Felipe Grantin I Agencia Uno

Tortura bajo las luces del estadio: la ausencia estatal en Avellaneda

22 agosto 2025 | 10:00

Reducir lo ocurrido a una “riña de barras” es desconocer que el Estado falló en garantizar derechos básicos.

El partido entre Independiente y Universidad de Chile en Avellaneda terminó convertido en una escena de violencia colectiva que desbordó cualquier marco deportivo. Lo que debía ser un encuentro internacional se transformó en una batalla campal: hinchas chilenos golpeados, despojados de su ropa, obligados a pedir disculpas bajo amenaza, un joven en estado crítico tras caer desde altura y familias atrapadas sin salida.

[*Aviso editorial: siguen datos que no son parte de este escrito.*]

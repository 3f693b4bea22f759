//! Error types for gitbom_core.

use std::path::PathBuf;
use thiserror::Error;

/// Result type alias using gitbom_core's Error type.
pub type Result<T> = std::result::Result<T, Error>;

/// Errors that can occur while hashing, building or storing artifact trees.
#[derive(Error, Debug)]
pub enum Error {
    /// I/O error occurred while reading content or touching the store.
    #[error("I/O error: {source}")]
    Io {
        #[from]
        source: std::io::Error,
    },

    /// Identifier text is not 40 or 64 lower-case hex characters.
    #[error("Invalid identifier: {reason}")]
    InvalidIdentifier { reason: String },

    /// Streamed content did not match its declared length.
    #[error("Content length mismatch: declared {expected} bytes, read {actual}")]
    LengthMismatch { expected: u64, actual: u64 },

    /// A canonical tree line could not be parsed.
    #[error("Invalid tree entry: {reason}")]
    InvalidTreeEntry { reason: String },

    /// Store is invalid or not initialized.
    #[error("Invalid store at {path}: {reason}")]
    InvalidStore { path: PathBuf, reason: String },

    /// Object not found in store.
    #[error("Object not found: {identifier}")]
    ObjectNotFound { identifier: String },

    /// Stored object does not hash to its own name.
    #[error("Corrupted object at {path}: {reason}")]
    CorruptedObject { path: PathBuf, reason: String },

    /// Unsupported algorithm.
    #[error("Unsupported algorithm: {algorithm}")]
    UnsupportedAlgorithm { algorithm: String },
}

impl Error {
    /// Create an InvalidIdentifier error.
    pub fn invalid_identifier(reason: impl Into<String>) -> Self {
        Error::InvalidIdentifier {
            reason: reason.into(),
        }
    }

    /// Create a LengthMismatch error.
    pub fn length_mismatch(expected: u64, actual: u64) -> Self {
        Error::LengthMismatch { expected, actual }
    }

    /// Create an InvalidTreeEntry error.
    pub fn invalid_tree_entry(reason: impl Into<String>) -> Self {
        Error::InvalidTreeEntry {
            reason: reason.into(),
        }
    }

    /// Create an InvalidStore error.
    pub fn invalid_store(path: impl Into<PathBuf>, reason: impl Into<String>) -> Self {
        Error::InvalidStore {
            path: path.into(),
            reason: reason.into(),
        }
    }

    /// Create an ObjectNotFound error.
    pub fn object_not_found(identifier: impl Into<String>) -> Self {
        Error::ObjectNotFound {
            identifier: identifier.into(),
        }
    }

    /// Create a CorruptedObject error.
    pub fn corrupted_object(path: impl Into<PathBuf>, reason: impl Into<String>) -> Self {
        Error::CorruptedObject {
            path: path.into(),
            reason: reason.into(),
        }
    }

    /// Create an UnsupportedAlgorithm error.
    pub fn unsupported_algorithm(algorithm: impl Into<String>) -> Self {
        Error::UnsupportedAlgorithm {
            algorithm: algorithm.into(),
        }
    }
}

// Additional From implementations for external error types

impl From<tempfile::PersistError> for Error {
    fn from(err: tempfile::PersistError) -> Self {
        Error::Io { source: err.error }
    }
}

impl From<ignore::Error> for Error {
    fn from(err: ignore::Error) -> Self {
        // ignore::Error can wrap an io::Error or be a path/loop error
        match err.io_error() {
            Some(io_err) => Error::Io {
                source: std::io::Error::new(io_err.kind(), io_err.to_string()),
            },
            None => Error::Io {
                source: std::io::Error::other(err.to_string()),
            },
        }
    }
}
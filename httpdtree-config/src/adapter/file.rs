//! File-backed storage adapter

use crate::parser::{parse, Statement, StatementKind};
use crate::render::render_file;
use httpdtree_core::{NodeId, NodeKind, PersistError, Persistence, Tree};
use std::io::Write;
use std::path::{Path, PathBuf};

/// Writes changed configuration files back to disk.
///
/// Each file is rendered from the tree and parsed again. The file is only
/// replaced, atomically, when the parsed result matches the tree node for
/// node.
#[derive(Debug, Default)]
pub struct FileStore {
    history: Vec<(PathBuf, String)>,
}

impl FileStore {
    pub fn new() -> Self {
        Self::default()
    }

    /// Files written so far with the message of the save that wrote them
    pub fn history(&self) -> &[(PathBuf, String)] {
        &self.history
    }

    fn write_atomic(path: &Path, content: &str) -> std::io::Result<()> {
        let dir = path
            .parent()
            .filter(|p| !p.as_os_str().is_empty())
            .unwrap_or_else(|| Path::new("."));
        let mut tmp = tempfile::NamedTempFile::new_in(dir)?;
        tmp.write_all(content.as_bytes())?;
        tmp.as_file().sync_all()?;
        tmp.persist(path).map_err(|e| e.error)?;
        Ok(())
    }
}

impl Persistence for FileStore {
    fn persist(&mut self, tree: &Tree, path: &Path, message: &str) -> Result<(), PersistError> {
        let content = render_file(tree, path).map_err(|e| PersistError::Rejected {
            path: path.to_path_buf(),
            message: e.to_string(),
        })?;

        let statements = parse(&content).map_err(|e| PersistError::Syntax {
            path: path.to_path_buf(),
            message: e.to_string(),
        })?;
        let roots = tree.file_roots(path);
        let diverged = first_mismatch(tree, tree.root(), &roots, &statements).map_err(|e| {
            PersistError::Rejected {
                path: path.to_path_buf(),
                message: e.to_string(),
            }
        })?;
        if let Some(id) = diverged {
            return Err(PersistError::Syntax {
                path: path.to_path_buf(),
                message: format!("node {} would not read back as written", id),
            });
        }

        Self::write_atomic(path, &content).map_err(|source| PersistError::Io {
            path: path.to_path_buf(),
            source,
        })?;

        tracing::info!(path = %path.display(), "{}", message);
        self.history.push((path.to_path_buf(), message.to_string()));
        Ok(())
    }
}

/// First node under `parent` whose re-parsed form differs from the tree.
///
/// A different statement count is reported against `parent`.
fn first_mismatch(
    tree: &Tree,
    parent: NodeId,
    ids: &[NodeId],
    statements: &[Statement],
) -> httpdtree_core::Result<Option<NodeId>> {
    if ids.len() != statements.len() {
        return Ok(Some(parent));
    }
    for (&id, statement) in ids.iter().zip(statements) {
        let same = match (tree.get(id)?.kind(), &statement.kind) {
            (NodeKind::Comment(comment), StatementKind::Comment(text)) => {
                comment.text.trim() == text.as_str()
            }
            (NodeKind::Directive(directive), StatementKind::Directive { name, args }) => {
                directive.name == *name && directive.parameters == *args
            }
            (NodeKind::Block(block), StatementKind::Block { name, args, body }) => {
                if block.name != *name || block.parameters != *args {
                    false
                } else if let Some(inner) = first_mismatch(tree, id, block.children(), body)? {
                    return Ok(Some(inner));
                } else {
                    true
                }
            }
            _ => false,
        };
        if !same {
            return Ok(Some(id));
        }
    }
    Ok(None)
}
//! httpdtree Core Library
//!
//! This crate provides a mutable tree over Apache-style configuration files
//! (comments, directives and blocks), the queries and edits performed on it,
//! and the derivation of virtual host summaries from `<VirtualHost>` blocks.
//!
//! # Example
//!
//! ```rust
//! use httpdtree_core::{Tree, vhost::derive_vhost};
//!
//! let mut tree = Tree::with_root("VirtualHost", ["*:443"]);
//! let root = tree.root();
//! tree.add_child_directive(root, "ServerName", ["example.com"], None)?;
//!
//! let vhost = derive_vhost(&tree, root)?;
//! assert_eq!(vhost.name.as_deref(), Some("example.com"));
//! assert!(vhost.ssl);
//! # Ok::<(), httpdtree_core::Error>(())
//! ```

pub mod config;
pub mod error;
pub mod node;
pub mod vhost;

pub use config::{ConfigLoader, ParserConfig};
pub use error::{Error, PersistError, Result};
pub use node::{Block, Comment, Directive, Node, NodeId, NodeKind, Persistence, Tree, Verbatim};
pub use vhost::{Addr, Port, VirtualHost};

/// httpdtree version information
pub const VERSION: &str = env!("CARGO_PKG_VERSION");
//! Evaluation of conditional blocks
//!
//! `<IfModule>` and `<IfDefine>` are decided against the loaded module and
//! define lists of a [`ParserConfig`]. Other conditional sections cannot be
//! decided statically and are treated as active.

use httpdtree_core::ParserConfig;

/// Evaluate a block header. Returns `true` for non-conditional blocks.
pub fn evaluate(name: &str, args: &[String], config: &ParserConfig) -> bool {
    let Some(arg) = args.first() else {
        return true;
    };
    let (negated, subject) = match arg.strip_prefix('!') {
        Some(rest) => (true, rest),
        None => (false, arg.as_str()),
    };

    let holds = if name.eq_ignore_ascii_case("IfModule") {
        config.has_module(subject)
    } else if name.eq_ignore_ascii_case("IfDefine") {
        config.has_define(subject)
    } else {
        return true;
    };

    holds != negated
}

#[cfg(test)]
mod tests {
    use super::*;

    fn args(items: &[&str]) -> Vec<String> {
        items.iter().map(|s| s.to_string()).collect()
    }

    fn config() -> ParserConfig {
        ParserConfig {
            modules: vec!["ssl".to_string()],
            defines: vec!["SSL".to_string()],
            ..ParserConfig::default()
        }
    }

    #[test]
    fn test_if_module() {
        let config = config();
        assert!(evaluate("IfModule", &args(&["mod_ssl.c"]), &config));
        assert!(!evaluate("ifmodule", &args(&["!mod_ssl.c"]), &config));
        assert!(!evaluate("IfModule", &args(&["mod_macro.c"]), &config));
        assert!(evaluate("IfModule", &args(&["!macro_module"]), &config));
    }

    #[test]
    fn test_if_define() {
        let config = config();
        assert!(evaluate("IfDefine", &args(&["SSL"]), &config));
        assert!(!evaluate("IfDefine", &args(&["!SSL"]), &config));
        assert!(!evaluate("IfDefine", &args(&["DEV"]), &config));
    }

    #[test]
    fn test_other_blocks_are_active() {
        let config = config();
        assert!(evaluate("VirtualHost", &args(&["*:80"]), &config));
        assert!(evaluate("IfVersion", &args(&[">=", "2.4"]), &config));
        assert!(evaluate("IfModule", &[], &config));
    }
}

No fue un incidente fortuito, sino la consecuencia de fallas previsibles en la organización y de una ausencia estatal que dejó a miles de personas a merced de grupos violentos.

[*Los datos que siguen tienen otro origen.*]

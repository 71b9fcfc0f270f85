//! Error types for httpdtree

use crate::node::NodeId;
use std::path::PathBuf;
use thiserror::Error;

/// Result type for httpdtree operations
pub type Result<T> = std::result::Result<T, Error>;

/// Main error type for httpdtree
#[derive(Error, Debug)]
pub enum Error {
    /// The id does not refer to a live node
    #[error("Node not found: {0}")]
    NotFound(NodeId),

    /// `delete_child` was given a node the block does not hold
    #[error("Node {child} is not a child of {parent}")]
    NotAChild { parent: NodeId, child: NodeId },

    /// A block-only operation was invoked on a comment or directive
    #[error("Node {0} is not a block")]
    NotABlock(NodeId),

    /// Comments carry no parameters
    #[error("Node {0} has no parameters")]
    NoParameters(NodeId),

    /// The storage adapter refused to write
    #[error("could not save configuration changes: {0}")]
    Persistence(#[from] PersistError),

    /// Configuration error
    #[error("Configuration error: {0}")]
    Config(String),
}

/// Failure reported by a [`Persistence`](crate::node::Persistence) adapter.
#[derive(Error, Debug)]
pub enum PersistError {
    /// The rendered file would not parse back
    #[error("invalid syntax in {}: {message}", .path.display())]
    Syntax { path: PathBuf, message: String },

    /// The write itself failed
    #[error("failed to write {}: {source}", .path.display())]
    Io {
        path: PathBuf,
        #[source]
        source: std::io::Error,
    },

    /// A dirty node has no storage location to be written to
    #[error("node {0} has no backing file")]
    Unbacked(NodeId),

    /// The adapter declined the change for another reason
    #[error("write to {} rejected: {message}", .path.display())]
    Rejected { path: PathBuf, message: String },
}
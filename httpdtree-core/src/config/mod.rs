//! Parser configuration

mod loader;
mod types;

pub use loader::ConfigLoader;
pub use types::ParserConfig;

La policía provincial se limitó a desempeñar un rol periférico y, cuando la violencia estalló, los hinchas quedaron atrapados en tribunas cerradas. El resultado fue que, durante un lapso importante, la agresión se desarrolló sin que hubiera autoridad capaz de detenerla. Tras los hechos, cada actor buscó excusas. Incluso el ministro de Seguridad bonaerense habló de protocolos incumplidos, pero hasta ahora la discusión no se ha centrado en el núcleo de la responsabilidad, que es el deber del Estado de proteger a quienes ingresan a un recinto bajo su jurisdicción.

Tortura en Avellaneda

El derecho internacional no deja espacio para ambigüedades. La Convención contra la Tortura establece que también puede configurarse tortura cuando el Estado tolera o consiente que particulares inflijan sufrimientos graves.

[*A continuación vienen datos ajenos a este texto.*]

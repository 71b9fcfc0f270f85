//! httpdtree - inspect and edit Apache virtual hosts
//!
//! This is the main entry point for the httpdtree CLI.

mod report;

use anyhow::{bail, Context};
use clap::{Parser, Subcommand};
use httpdtree_config::{load_files, FileStore, LoadError};
use httpdtree_core::vhost::find_vhosts_named;
use httpdtree_core::{ConfigLoader, ParserConfig, Tree, VirtualHost};
use std::path::PathBuf;
use tracing_subscriber::{layer::SubscriberExt, util::SubscriberInitExt, EnvFilter};

/// httpdtree - Apache configuration tree inspector
#[derive(Parser)]
#[command(name = "httpdtree")]
#[command(author, version, about, long_about = None)]
struct Cli {
    /// Enable verbose logging
    #[arg(short, long, global = true)]
    verbose: bool,

    /// Parser settings file (TOML or JSON)
    #[arg(long, global = true)]
    config: Option<PathBuf>,

    /// Treat a module as loaded for <IfModule> (repeatable)
    #[arg(long = "module", global = true)]
    modules: Vec<String>,

    /// Define a parameter for <IfDefine> (repeatable)
    #[arg(short = 'D', long = "define", global = true)]
    defines: Vec<String>,

    #[command(subcommand)]
    command: Commands,
}

#[derive(Subcommand)]
enum Commands {
    /// List the virtual hosts defined in configuration files
    Vhosts {
        /// Configuration files, loaded in order
        #[arg(required = true)]
        files: Vec<PathBuf>,

        /// Print JSON instead of text
        #[arg(long)]
        json: bool,
    },

    /// Validate configuration files
    Validate {
        /// Configuration files
        #[arg(required = true)]
        files: Vec<PathBuf>,
    },

    /// Set a directive inside a virtual host and save the file
    Set {
        /// Configuration file holding the virtual host
        file: PathBuf,

        /// ServerName or ServerAlias of the virtual host to edit
        #[arg(long)]
        vhost: String,

        /// Directive name, e.g. SSLEngine
        directive: String,

        /// New directive arguments, e.g. -Indexes
        #[arg(allow_hyphen_values = true)]
        values: Vec<String>,
    },

    /// Show version information
    Version,
}

impl Cli {
    /// Settings file merged with command line overrides
    fn parser_config(&self) -> anyhow::Result<ParserConfig> {
        let mut config = match &self.config {
            Some(path) => ConfigLoader::load(path)
                .with_context(|| format!("loading settings from {}", path.display()))?,
            None => ParserConfig::default(),
        };
        config.modules.extend(self.modules.iter().cloned());
        config.defines.extend(self.defines.iter().cloned());
        Ok(config)
    }
}

fn main() -> anyhow::Result<()> {
    let cli = Cli::parse();

    let default_level = if cli.verbose { "debug" } else { "warn" };
    tracing_subscriber::registry()
        .with(tracing_subscriber::fmt::layer().with_writer(std::io::stderr))
        .with(EnvFilter::try_from_default_env().unwrap_or_else(|_| EnvFilter::new(default_level)))
        .init();

    if cli.verbose {
        tracing::info!("Verbose mode enabled");
    }

    let config = cli.parser_config()?;

    match cli.command {
        Commands::Vhosts { files, json } => {
            let tree = load(&files, &config)?;
            let vhosts = find_vhosts_named(&tree, tree.root(), &config.vhost_block)?;
            if json {
                println!("{}", serde_json::to_string_pretty(&vhosts)?);
            } else {
                for (i, vhost) in vhosts.iter().enumerate() {
                    if i > 0 {
                        println!();
                    }
                    println!("{}", vhost);
                }
            }
        }

        Commands::Validate { files } => {
            let mut failed = 0;
            for file in &files {
                match load_files([file], &config) {
                    Ok(_) => println!("✅ Configuration '{}' is valid!", file.display()),
                    Err(LoadError::Parse { path, text, error }) => {
                        report::report_parse_error(&error, &path, &text, &mut std::io::stderr())?;
                        failed += 1;
                    }
                    Err(e) => {
                        eprintln!("❌ Configuration Error: {}", e);
                        failed += 1;
                    }
                }
            }
            if failed > 0 {
                std::process::exit(1);
            }
        }

        Commands::Set {
            file,
            vhost,
            directive,
            values,
        } => {
            let mut tree = load(std::slice::from_ref(&file), &config)?;
            let target = select_vhost(&tree, &config, &vhost)?;
            let node = target.node;

            // Only the vhost's own directive; nested sections keep theirs
            let existing = tree
                .find_directives(node, &directive, true)?
                .into_iter()
                .find(|&id| matches!(tree.ancestor(id), Ok(Some(parent)) if parent == node));
            match existing {
                Some(id) => tree.set_parameters(id, &values)?,
                None => {
                    tree.add_child_directive(node, directive.as_str(), &values, None)?;
                }
            }

            let message = format!("Set {} {} in {}", directive, values.join(" "), vhost);
            let root = tree.root();
            let mut store = FileStore::new();
            tree.save(root, &message, &mut store)?;
            println!("✅ {}", message);
        }

        Commands::Version => {
            println!("httpdtree v{}", httpdtree_core::VERSION);
        }
    }

    Ok(())
}

fn load(files: &[PathBuf], config: &ParserConfig) -> anyhow::Result<Tree> {
    match load_files(files, config) {
        Ok(tree) => Ok(tree),
        Err(LoadError::Parse { path, text, error }) => {
            report::report_parse_error(&error, &path, &text, &mut std::io::stderr())?;
            bail!("could not parse {}", path.display())
        }
        Err(e) => Err(e.into()),
    }
}

/// Find the enabled virtual host answering for `name`
fn select_vhost(tree: &Tree, config: &ParserConfig, name: &str) -> anyhow::Result<VirtualHost> {
    let vhosts = find_vhosts_named(tree, tree.root(), &config.vhost_block)?;
    if let Some(found) = vhosts
        .iter()
        .find(|v| v.names().iter().any(|n| n.eq_ignore_ascii_case(name)))
    {
        return Ok(found.clone());
    }
    if vhosts.iter().any(|v| v.modmacro) {
        bail!(
            "no virtual host named {} (hosts defined through mod_macro cannot be matched by name)",
            name
        );
    }
    bail!("no virtual host named {}", name)
}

En Avellaneda, todas las condiciones están presentes: violencia intencional, propósito castigador, daños físicos y psicológicos severos, humillación pública de un riesgo anunciado que las autoridades no previnieron. Reducir lo ocurrido a una “riña de barras” es desconocer que el Estado falló en garantizar derechos básicos.

Este episodio plantea un problema mayor: hasta qué punto resulta razonable que los organizadores de espectáculos deportivos puedan influir de forma decisiva en las condiciones de la seguridad pública. No se puede olvidar nunca la obligación de resguardar la integridad de miles de personas.

Avellaneda no es un hecho aislado

América Latina acumula episodios donde la violencia en los estadios pone en riesgo la vida y la dignidad de los asistentes, mientras los Estados se escudan en que son “excesos cometidos por particulares”. No obstante, cada caso erosiona la credibilidad de los compromisos internacionales que proclaman la prohibición absoluta de la tortura.

En esa noche no solo se interrumpió un encuentro deportivo: se quebró una de las garantías mínimas que debe sostener cualquier Estado de derecho, la certeza de que nadie será sometido a sufrimiento intencional bajo la mirada pasiva de la autoridad. Lo que está en juego no es únicamente la condena social a sectores que puedan justificar la violencia, sino la pregunta más inquietante: si resulta admisible que quienes ejercen el poder público crean tener la facultad de ceder, aunque sea por un instante, ante el deber absoluto de proteger a las personas frente a la brutalidad.